Angelucci, who represents north Cobb, echoed Stultz’ concerns.
“This is kind of a back and forth — give (a furlough day) and take it away — and I really think that this money, the surplus that we have, really does need to be considered for next year .”
Hinojosa said the deficit will be at least $40 million.
Alison Bartlett, who represents west-central Cobb, made a motion to give teachers a bonus instead of restoring the furlough day. When that motion failed, she voted for returning the day.
Hinojosa said he understood the budget concerns for FY14 but that he had been “very fiscally conservative” in all of his previous recommendations and wanted to give this back to the staff.
Hinojosa recommends the day be added back to the end of the school year, May 30.
The board also approved rescinding a letter of resignation from Allatoona High principal Scott Bursmith.
Bursmith said Tuesday that he rescinded his resignation because resigning this year would have hurt his retirement account. His original letter of resignation, which said his last day would be Dec. 1, was unanimously approved in July.

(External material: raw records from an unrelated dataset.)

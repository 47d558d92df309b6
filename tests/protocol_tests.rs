//! # Protocol Tests for famon
//!
//! Deterministic tests of the session protocol against the in-memory backend: request
//! lifecycle, the registry's identifier rules, the non-blocking event queue, and
//! capability reporting.

use famon::backend::memory::ControlCall;
use famon::backend::{
    Backend, Capabilities, DebugLevel, MemoryBackend, MemoryHandle, RawNotification,
};
use famon::error::{ConnectionError, MonitorError, Operation, SubscribeError};
use famon::event::EventCode;
use famon::request::{BackendRequestId, RequestKind, RequestState};
use famon::session::{DuplicatePolicy, Session};
use std::fs;
use tempfile::TempDir;

/// Creates a session over a fresh memory backend and a temporary directory to subscribe.
fn memory_session() -> (Session<MemoryBackend>, MemoryHandle, TempDir) {
    let backend = MemoryBackend::new();
    let handle = backend.handle();
    let dir = tempfile::tempdir().expect("Failed to create temp dir");
    (Session::with_backend("protocol-test", backend), handle, dir)
}

/// Drains every pending event as `(code, path)` pairs.
fn drain<B: Backend>(session: &mut Session<B>) -> Vec<(EventCode, String)> {
    let mut events = Vec::new();
    while session.pending().expect("pending failed") {
        let event = session.next_event().expect("next_event failed after pending");
        events.push((event.code, event.path.to_string_lossy().to_string()));
    }
    events
}

#[test]
fn test_lifecycle_follows_state_machine() {
    let (mut session, _handle, dir) = memory_session();
    let request = session.monitor_directory(dir.path()).unwrap();
    let id = request.id();
    assert_eq!(request.state(), RequestState::Active);
    assert_eq!(request.kind(), RequestKind::Directory);

    session.suspend(id).unwrap();
    assert_eq!(session.request(id).unwrap().state(), RequestState::Suspended);

    session.resume(id).unwrap();
    assert_eq!(session.request(id).unwrap().state(), RequestState::Active);

    session.suspend(id).unwrap();
    session.cancel(id).unwrap();
    assert!(matches!(
        session.request(id),
        Err(MonitorError::UnknownRequest { .. })
    ));
}

#[test]
fn test_invalid_transitions_leave_state_unchanged() {
    let (mut session, handle, dir) = memory_session();
    let id = session.monitor_directory(dir.path()).unwrap().id();

    match session.resume(id) {
        Err(MonitorError::InvalidTransition {
            operation, state, ..
        }) => {
            assert_eq!(operation, Operation::Resume);
            assert_eq!(state, RequestState::Active);
        }
        other => panic!("expected InvalidTransition, got {other:?}"),
    }
    assert_eq!(session.request(id).unwrap().state(), RequestState::Active);

    session.suspend(id).unwrap();
    assert!(matches!(
        session.suspend(id),
        Err(MonitorError::InvalidTransition {
            state: RequestState::Suspended,
            ..
        })
    ));
    assert_eq!(session.request(id).unwrap().state(), RequestState::Suspended);

    // Rejected transitions never reach the backend.
    let suspends = handle
        .calls()
        .iter()
        .filter(|call| matches!(call, ControlCall::Suspend(_)))
        .count();
    assert_eq!(suspends, 1);
}

#[test]
fn test_double_cancel_is_noop_and_other_operations_fail() {
    let (mut session, handle, dir) = memory_session();
    let id = session.monitor_directory(dir.path()).unwrap().id();

    session.cancel(id).unwrap();
    session.cancel(id).unwrap();

    let cancels = handle
        .calls()
        .iter()
        .filter(|call| matches!(call, ControlCall::Cancel(_)))
        .count();
    assert_eq!(cancels, 1, "second cancel must not reach the backend");

    for result in [session.suspend(id), session.resume(id)] {
        match result {
            Err(e @ MonitorError::UnknownRequest { .. }) => assert!(e.is_caller_error()),
            other => panic!("expected UnknownRequest, got {other:?}"),
        }
    }
}

#[test]
fn test_next_event_never_returns_when_nothing_pending() {
    let (mut session, handle, dir) = memory_session();
    let file = dir.path().join("watched.txt");
    fs::write(&file, b"x").unwrap();
    session.monitor_file(&file).unwrap();

    assert!(!session.pending().unwrap());
    assert!(matches!(
        session.next_event(),
        Err(MonitorError::NoEventAvailable)
    ));

    // A notification arriving after pending() said false is not returned until
    // pending() is asked again.
    assert_eq!(handle.emit(&file, EventCode::Changed, &file), 1);
    assert!(matches!(
        session.next_event(),
        Err(MonitorError::NoEventAvailable)
    ));

    assert!(session.pending().unwrap());
    let event = session.next_event().unwrap();
    assert_eq!(event.code, EventCode::Changed);
    assert_eq!(event.path, file);
    assert!(!session.pending().unwrap());
}

#[test]
fn test_events_queued_before_cancel_are_still_delivered() {
    let (mut session, handle, dir) = memory_session();
    let file = dir.path().join("log.txt");
    fs::write(&file, b"").unwrap();
    let id = session.monitor_file(&file).unwrap().id();

    handle.emit(&file, EventCode::Changed, &file);
    handle.emit(&file, EventCode::Deleted, &file);
    session.cancel(id).unwrap();

    // The backend no longer routes anything to the cancelled subscription.
    assert_eq!(handle.emit(&file, EventCode::Created, &file), 0);

    let mut delivered = Vec::new();
    while session.pending().unwrap() {
        let event = session.next_event().unwrap();
        assert_eq!(event.source, id);
        delivered.push(event.code);
    }
    assert_eq!(delivered, vec![EventCode::Changed, EventCode::Deleted]);
}

#[test]
fn test_directory_scan_precedes_live_events() {
    let (mut session, handle, dir) = memory_session();
    handle.set_members(dir.path(), ["a", "b"]);
    session.monitor_directory(dir.path()).unwrap();
    handle.emit(dir.path(), EventCode::Created, dir.path().join("c"));

    let root = dir.path().to_string_lossy().to_string();
    let events = drain(&mut session);
    assert_eq!(
        events,
        vec![
            (EventCode::Exists, format!("{root}/a")),
            (EventCode::Exists, format!("{root}/b")),
            (EventCode::EndExist, root.clone()),
            (EventCode::Created, format!("{root}/c")),
        ]
    );
}

#[test]
fn test_unsupported_suspend_is_recoverable() {
    let backend = MemoryBackend::without_suspend();
    let handle = backend.handle();
    let dir = tempfile::tempdir().unwrap();
    let mut session = Session::with_backend("gamin-like", backend);
    let id = session.monitor_directory(dir.path()).unwrap().id();

    match session.suspend(id) {
        Err(e @ MonitorError::UnsupportedOperation { .. }) => {
            assert!(e.is_recoverable());
            assert!(e.to_string().contains("memory"));
        }
        other => panic!("expected UnsupportedOperation, got {other:?}"),
    }
    assert_eq!(session.request(id).unwrap().state(), RequestState::Active);
    assert!(!session.capabilities().suspend_resume);
    assert!(!handle
        .calls()
        .iter()
        .any(|call| matches!(call, ControlCall::Suspend(_))));

    // The fallback path: cancel and subscribe again.
    session.cancel(id).unwrap();
    let again = session.monitor_directory(dir.path()).unwrap();
    assert!(again.id() > id);
}

#[test]
fn test_failed_backend_call_leaves_state_unchanged() {
    let (mut session, handle, dir) = memory_session();
    let id = session.monitor_directory(dir.path()).unwrap().id();

    handle.fail_next(Operation::Suspend);
    match session.suspend(id) {
        Err(MonitorError::Backend { operation, .. }) => assert_eq!(operation, Operation::Suspend),
        other => panic!("expected Backend error, got {other:?}"),
    }
    assert_eq!(session.request(id).unwrap().state(), RequestState::Active);

    handle.fail_next(Operation::Cancel);
    assert!(matches!(
        session.cancel(id),
        Err(MonitorError::Backend { .. })
    ));
    assert_eq!(session.request(id).unwrap().state(), RequestState::Active);

    session.cancel(id).unwrap();
    assert_eq!(handle.subscription_count(), 0);
}

#[test]
fn test_close_cancels_everything_and_is_idempotent() {
    let (mut session, handle, dir) = memory_session();
    let first = session.monitor_directory(dir.path()).unwrap().id();
    let second = session.subscribe(RequestKind::Directory, dir.path()).unwrap().id();
    session.suspend(second).unwrap();

    session.close().unwrap();
    session.close().unwrap();

    assert!(!session.is_open());
    assert!(handle.is_closed());
    assert_eq!(session.requests().count(), 0);
    let calls = handle.calls();
    assert_eq!(calls.last(), Some(&ControlCall::Close));
    assert_eq!(
        calls
            .iter()
            .filter(|call| matches!(call, ControlCall::Cancel(_)))
            .count(),
        2
    );

    assert!(matches!(
        session.pending(),
        Err(MonitorError::Connection(ConnectionError::Closed))
    ));
    // Everything but close itself now reports the closed connection.
    for result in [session.cancel(first), session.suspend(first)] {
        assert!(matches!(
            result,
            Err(MonitorError::Connection(ConnectionError::Closed))
        ));
    }
}

#[test]
fn test_identifiers_are_never_reused() {
    let (mut session, _handle, dir) = memory_session();
    let mut previous = session.monitor_directory(dir.path()).unwrap().id();
    for _ in 0..5 {
        session.cancel(previous).unwrap();
        let next = session.monitor_directory(dir.path()).unwrap().id();
        assert!(next > previous);
        previous = next;
    }
}

#[test]
fn test_duplicate_policy() {
    let (session, _handle, dir) = memory_session();
    let mut session = session.with_duplicate_policy(DuplicatePolicy::Reject);
    let id = session.monitor_directory(dir.path()).unwrap().id();

    match session.monitor_directory(dir.path()) {
        Err(MonitorError::Subscribe(SubscribeError::Duplicate { existing, .. })) => {
            assert_eq!(existing, id)
        }
        other => panic!("expected Duplicate, got {other:?}"),
    }
    // A different kind on the same path is not a duplicate.
    session
        .monitor_collection(dir.path(), 0, "*")
        .expect("collection on same path");

    session.cancel(id).unwrap();
    session.monitor_directory(dir.path()).unwrap();

    // Under the default policy both requests receive the event.
    let (mut allowing, allow_handle, allow_dir) = memory_session();
    let a = allowing.monitor_directory(allow_dir.path()).unwrap().id();
    let b = allowing.monitor_directory(allow_dir.path()).unwrap().id();
    drain(&mut allowing);
    assert_eq!(
        allow_handle.emit(allow_dir.path(), EventCode::Changed, allow_dir.path()),
        2
    );
    let mut sources = Vec::new();
    while allowing.pending().unwrap() {
        sources.push(allowing.next_event().unwrap().source);
    }
    assert_eq!(sources, vec![a, b]);
}

#[test]
fn test_subscribe_validates_paths() {
    let (mut session, handle, dir) = memory_session();
    let missing = dir.path().join("missing");

    assert!(matches!(
        session.monitor_directory(&missing),
        Err(MonitorError::Subscribe(SubscribeError::NotFound { .. }))
    ));
    let file = dir.path().join("plain.txt");
    fs::write(&file, b"").unwrap();
    assert!(matches!(
        session.monitor_directory(&file),
        Err(MonitorError::Subscribe(SubscribeError::WrongType { .. }))
    ));
    assert!(matches!(
        session.monitor_file(dir.path()),
        Err(MonitorError::Subscribe(SubscribeError::WrongType { .. }))
    ));
    assert_eq!(handle.subscription_count(), 0);

    // Collections leave existence checks to the backend.
    let collection = session.monitor_collection(&missing, 2, "*.jpg").unwrap();
    assert_eq!(collection.kind(), RequestKind::Collection);
    assert_eq!(collection.collection().map(|spec| spec.depth), Some(2));
}

#[test]
fn test_backend_refusal_and_capabilities() {
    let (mut session, handle, dir) = memory_session();
    handle.fail_next(Operation::Subscribe);
    assert!(matches!(
        session.monitor_directory(dir.path()),
        Err(MonitorError::Subscribe(SubscribeError::Refused { .. }))
    ));

    handle.set_capabilities(Capabilities {
        suspend_resume: true,
        collections: false,
    });
    assert!(matches!(
        session.monitor_collection(dir.path(), 0, "*"),
        Err(MonitorError::UnsupportedOperation {
            operation: Operation::Subscribe,
            ..
        })
    ));
    assert_eq!(session.requests().count(), 0);
}

#[test]
fn test_notifications_for_unknown_requests_are_dropped() {
    let (mut session, handle, _dir) = memory_session();
    handle.push_raw(RawNotification::new(
        EventCode::Changed,
        "/elsewhere",
        BackendRequestId(999),
    ));
    assert!(!session.pending().unwrap());
    assert_eq!(handle.queued(), 0);
}

#[test]
fn test_lost_backend_is_a_connection_error() {
    let (mut session, handle, dir) = memory_session();
    session.monitor_directory(dir.path()).unwrap();
    drain(&mut session);

    handle.disconnect();
    match session.pending() {
        Err(e @ MonitorError::Connection(ConnectionError::Lost(_))) => {
            assert!(!e.is_recoverable())
        }
        other => panic!("expected lost connection, got {other:?}"),
    }
}

#[test]
fn test_debug_level_reaches_backend() {
    let (mut session, handle, _dir) = memory_session();
    session.set_debug_level(DebugLevel::Verbose);
    assert_eq!(handle.debug_level(), DebugLevel::Verbose);
}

The board moved Kennesaw Mountain High assistant principal John Kelly to be principal at Sprayberry effective Friday. Kelly had been at Kennesaw Mountain since 2005.
Kelly has been an educator for 20 years, starting his career at Sprayberry in 1992 as a teacher. His salary will go from $80,864 to $105,225.
Former Sprayberry principal Ed Wagner was moved to Kell High School in mid-July, shortly after Kell principal Trudie Donovan retired and was later arrested on misdemeanor charges of failing to report child abuse within 24 hours.
Retired Cobb administrator Dr. Hilda Wilkins has been serving as the interim principal at Sprayberry.
The board made Angela Kay White principal at Green Acres Elementary in Smyrna, effective Friday. White has been serving as interim principal there since former principal Mike Bivens was moved to Lindley Middle in Mableton in August. She has been an educator since 1998 and has been the assistant principal at the school since 2003. White’s salary will remain at $96,856.
The vote to fire Garrett Middle School teacher Schonell Burroughs based on a tribunal’s recommendation was 4-3, with Lynnda Eagle, David Banks and David Morgan opposed.
The agenda indicates that Burroughs failed to report possible child abuse.
“This was a very, very difficult situation,” Eagle said. “A wrong was done, I think a discipline needs to follow, however, I believe the alternative of 45 days’ suspension without pay is an appropriate measure for progressive discipline and redirection.”
In other business, the board approved:
* A $900,000 contract with LMI Systems to purchase and install a security camera and surveillance system. The contract would run between Oct. 1 and Sept. 30, 2013, and be funded by SPLOST III.
* Naming a new school Smyrna Elementary School. The school is located off Fleming Street in Smyrna
* A Memorandum of Agreement between Cobb County Schools, the Georgia Department of Education and Brumby, Hayes, Riverside Intermediate and Sanders elementary and East Cobb Middle schools, which were identified by the state as “focus schools” last spring.
Bartlett opposed the agreement, stating that she didn’t think it was fair that the state was identifying these school and that it should be up to the local districts to identify what schools needs additional resources and support.
There is no cost associated with the contract, which will allow each school to “receive additional support from the state through the Metro Regional Educational Service Area as well as the local school district,” according to the agenda.